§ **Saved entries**
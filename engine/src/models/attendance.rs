use chrono::{DateTime, NaiveDate, Timelike, Utc};
use chrono_tz::Tz;
use rust_decimal::Decimal;
use rust_decimal_macros::dec;
use serde::{Deserialize, Serialize};
use sqlx::FromRow;

use crate::types::{AttendanceRecordId, EmployeeId};

#[derive(Debug, Clone, Copy, PartialEq, Eq, Serialize, Deserialize, sqlx::Type)]
#[sqlx(type_name = "TEXT", rename_all = "snake_case")]
#[serde(rename_all = "snake_case")]
pub enum AttendanceStatus {
    Present,
    Absent,
    Late,
}

impl Default for AttendanceStatus {
    fn default() -> Self {
        AttendanceStatus::Present
    }
}

#[derive(Debug, Clone, Copy, PartialEq, Eq, Serialize, Deserialize, sqlx::Type)]
#[sqlx(type_name = "TEXT", rename_all = "snake_case")]
#[serde(rename_all = "snake_case")]
pub enum WorkType {
    Office,
    Wfh,
    Holiday,
    Leave,
}

impl Default for WorkType {
    fn default() -> Self {
        WorkType::Office
    }
}

/// Overtime category assigned by the classifier.
#[derive(Debug, Clone, Copy, PartialEq, Eq, Serialize, Deserialize, sqlx::Type)]
#[sqlx(type_name = "TEXT", rename_all = "snake_case")]
#[serde(rename_all = "snake_case")]
pub enum OvertimeType {
    None,
    Regular,
    Night,
    Holiday,
}

impl Default for OvertimeType {
    fn default() -> Self {
        OvertimeType::None
    }
}

/// The fixed set of work locations appearing on attendance records.
///
/// Stored as the display strings the capture surface sends; only some of
/// these have a physical geofence behind them.
#[derive(Debug, Clone, Copy, PartialEq, Eq, Hash, Serialize, Deserialize, sqlx::Type)]
#[sqlx(type_name = "TEXT")]
pub enum WorkLocation {
    #[sqlx(rename = "Head Office")]
    #[serde(rename = "Head Office")]
    HeadOffice,
    #[sqlx(rename = "KEZAD")]
    #[serde(rename = "KEZAD")]
    Kezad,
    #[sqlx(rename = "Safario")]
    #[serde(rename = "Safario")]
    Safario,
    #[sqlx(rename = "Sites")]
    #[serde(rename = "Sites")]
    Sites,
    #[sqlx(rename = "Meeting")]
    #[serde(rename = "Meeting")]
    Meeting,
    #[sqlx(rename = "Event")]
    #[serde(rename = "Event")]
    Event,
    #[sqlx(rename = "Work From Home")]
    #[serde(rename = "Work From Home")]
    WorkFromHome,
}

impl WorkLocation {
    pub fn as_str(&self) -> &'static str {
        match self {
            WorkLocation::HeadOffice => "Head Office",
            WorkLocation::Kezad => "KEZAD",
            WorkLocation::Safario => "Safario",
            WorkLocation::Sites => "Sites",
            WorkLocation::Meeting => "Meeting",
            WorkLocation::Event => "Event",
            WorkLocation::WorkFromHome => "Work From Home",
        }
    }
}

/// Daily attendance record.
///
/// The capture surface owns the row and its clock times; this engine owns
/// the classification fields (overtime category, compliance flags). Rows
/// freeze once the owning month's timesheet leaves draft.
#[derive(Debug, Clone, Serialize, Deserialize, FromRow)]
pub struct AttendanceRecord {
    pub id: AttendanceRecordId,
    pub employee_id: EmployeeId,
    pub attendance_date: NaiveDate,
    pub clock_in: Option<DateTime<Utc>>,
    pub clock_out: Option<DateTime<Utc>>,
    pub clock_in_latitude: Option<Decimal>,
    pub clock_in_longitude: Option<Decimal>,
    pub clock_in_address: Option<String>,
    pub clock_out_latitude: Option<Decimal>,
    pub clock_out_longitude: Option<Decimal>,
    pub clock_out_address: Option<String>,
    pub work_location: WorkLocation,
    pub work_type: WorkType,
    pub status: AttendanceStatus,
    pub total_hours: Option<Decimal>,
    pub regular_hours: Option<Decimal>,
    pub overtime_hours: Option<Decimal>,
    pub overtime_type: OvertimeType,
    pub is_night_overtime: bool,
    pub is_holiday_overtime: bool,
    pub overtime_amount: Option<Decimal>,
    pub offset_hours_earned: Option<Decimal>,
    pub food_allowance_eligible: bool,
    pub food_allowance_amount: Option<Decimal>,
    pub is_late: bool,
    pub late_minutes: Option<i32>,
    pub is_early_departure: bool,
    pub early_departure_minutes: Option<i32>,
    pub exceeds_daily_limit: bool,
    pub exceeds_overtime_limit: bool,
    pub notes: Option<String>,
    pub created_at: DateTime<Utc>,
    pub updated_at: DateTime<Utc>,
}

impl AttendanceRecord {
    pub fn counts_as_present(&self) -> bool {
        matches!(
            self.status,
            AttendanceStatus::Present | AttendanceStatus::Late
        )
    }
}

/// Limits and calendar context needed to classify a day's hours.
#[derive(Debug, Clone)]
pub struct ClassificationLimits {
    /// Regular working hours per day; time beyond this is overtime.
    pub daily_regular_hours: Decimal,
    /// Overtime cap per day; beyond this the compliance flag is raised.
    pub daily_overtime_limit: Decimal,
    /// Local hour (0-23) from which overtime counts as night overtime.
    pub night_overtime_start_hour: u32,
    pub time_zone: Tz,
}

/// Output of the pure hours classifier.
#[derive(Debug, Clone, PartialEq, Eq)]
pub struct HoursClassification {
    pub total_hours: Decimal,
    pub regular_hours: Decimal,
    pub overtime_hours: Decimal,
    pub overtime_type: OvertimeType,
    pub is_night_overtime: bool,
    pub is_holiday_overtime: bool,
    pub exceeds_daily_limit: bool,
    pub exceeds_overtime_limit: bool,
}

/// Split a worked interval into regular/overtime hours and tag the
/// overtime category. Pure; quantized to two fractional digits so repeated
/// classification is reproducible.
pub fn classify_hours(
    clock_in: DateTime<Utc>,
    clock_out: DateTime<Utc>,
    on_holiday: bool,
    limits: &ClassificationLimits,
) -> HoursClassification {
    let minutes = (clock_out - clock_in).num_minutes().max(0);
    let total_hours = (Decimal::from(minutes) / dec!(60)).round_dp(2);

    let regular_hours = total_hours.min(limits.daily_regular_hours);
    let overtime_hours = (total_hours - regular_hours).round_dp(2);

    let ends_at_night = {
        let end_local = clock_out.with_timezone(&limits.time_zone);
        // Past the night threshold, or past midnight into the early hours.
        end_local.hour() >= limits.night_overtime_start_hour || end_local.hour() < 6
    };

    let overtime_type = if overtime_hours.is_zero() {
        OvertimeType::None
    } else if on_holiday {
        OvertimeType::Holiday
    } else if ends_at_night {
        OvertimeType::Night
    } else {
        OvertimeType::Regular
    };

    HoursClassification {
        total_hours,
        regular_hours,
        overtime_hours,
        overtime_type,
        is_night_overtime: matches!(overtime_type, OvertimeType::Night),
        is_holiday_overtime: matches!(overtime_type, OvertimeType::Holiday),
        exceeds_daily_limit: total_hours
            > limits.daily_regular_hours + limits.daily_overtime_limit,
        exceeds_overtime_limit: overtime_hours > limits.daily_overtime_limit,
    }
}

#[cfg(test)]
mod tests {
    use super::*;
    use chrono::TimeZone;

    fn limits() -> ClassificationLimits {
        ClassificationLimits {
            daily_regular_hours: dec!(8),
            daily_overtime_limit: dec!(2),
            night_overtime_start_hour: 22,
            time_zone: chrono_tz::Asia::Dubai,
        }
    }

    fn utc(y: i32, m: u32, d: u32, h: u32, min: u32) -> DateTime<Utc> {
        Utc.with_ymd_and_hms(y, m, d, h, min, 0).unwrap()
    }

    #[test]
    fn eight_hour_day_has_no_overtime() {
        // 09:00-17:00 Dubai time is 05:00-13:00 UTC.
        let c = classify_hours(
            utc(2026, 3, 2, 5, 0),
            utc(2026, 3, 2, 13, 0),
            false,
            &limits(),
        );
        assert_eq!(c.total_hours, dec!(8));
        assert_eq!(c.regular_hours, dec!(8));
        assert_eq!(c.overtime_hours, Decimal::ZERO);
        assert_eq!(c.overtime_type, OvertimeType::None);
        assert!(!c.exceeds_daily_limit);
        assert!(!c.exceeds_overtime_limit);
    }

    #[test]
    fn two_extra_daytime_hours_are_regular_overtime() {
        // 08:00-18:00 Dubai.
        let c = classify_hours(
            utc(2026, 3, 2, 4, 0),
            utc(2026, 3, 2, 14, 0),
            false,
            &limits(),
        );
        assert_eq!(c.overtime_hours, dec!(2));
        assert_eq!(c.overtime_type, OvertimeType::Regular);
        assert!(!c.exceeds_overtime_limit);
        assert!(!c.exceeds_daily_limit);
    }

    #[test]
    fn overtime_past_the_cap_raises_both_flags() {
        // 08:00-19:30 Dubai: 11.5h total, 3.5h overtime.
        let c = classify_hours(
            utc(2026, 3, 2, 4, 0),
            utc(2026, 3, 2, 15, 30),
            false,
            &limits(),
        );
        assert_eq!(c.overtime_hours, dec!(3.5));
        assert!(c.exceeds_overtime_limit);
        assert!(c.exceeds_daily_limit);
    }

    #[test]
    fn late_finish_tags_night_overtime() {
        // 13:00-23:00 Dubai.
        let c = classify_hours(
            utc(2026, 3, 2, 9, 0),
            utc(2026, 3, 2, 19, 0),
            false,
            &limits(),
        );
        assert_eq!(c.overtime_type, OvertimeType::Night);
        assert!(c.is_night_overtime);
        assert!(!c.is_holiday_overtime);
    }

    #[test]
    fn holiday_work_beats_the_night_tag() {
        let c = classify_hours(
            utc(2026, 12, 2, 9, 0),
            utc(2026, 12, 2, 19, 0),
            true,
            &limits(),
        );
        assert_eq!(c.overtime_type, OvertimeType::Holiday);
        assert!(c.is_holiday_overtime);
        assert!(!c.is_night_overtime);
    }

    #[test]
    fn inverted_interval_classifies_as_zero_hours() {
        let c = classify_hours(
            utc(2026, 3, 2, 14, 0),
            utc(2026, 3, 2, 4, 0),
            false,
            &limits(),
        );
        assert_eq!(c.total_hours, Decimal::ZERO);
        assert_eq!(c.overtime_type, OvertimeType::None);
    }

    #[test]
    fn work_location_serde_uses_display_names() {
        let loc: WorkLocation = serde_json::from_str("\"Work From Home\"").unwrap();
        assert!(matches!(loc, WorkLocation::WorkFromHome));
        let v = serde_json::to_value(WorkLocation::HeadOffice).unwrap();
        assert_eq!(v, serde_json::json!("Head Office"));
    }

    #[test]
    fn overtime_type_serde_snake_case() {
        let ot: OvertimeType = serde_json::from_str("\"night\"").unwrap();
        assert!(matches!(ot, OvertimeType::Night));
        let v = serde_json::to_value(OvertimeType::None).unwrap();
        assert_eq!(v, serde_json::json!("none"));
    }
}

§ **YOUR ASSIGNMENT**
Search each line of the data above for "unwrap", and copy the lines where it occurs.

§ **FINISHED TASK**
        Utc.with_ymd_and_hms(y, m, d, h, min, 0).unwrap()
        let loc: WorkLocation = serde_json::from_str("\"Work From Home\"").unwrap();
        let v = serde_json::to_value(WorkLocation::HeadOffice).unwrap();
        let ot: OvertimeType = serde_json::from_str("\"night\"").unwrap();
        let v = serde_json::to_value(OvertimeType::None).unwrap();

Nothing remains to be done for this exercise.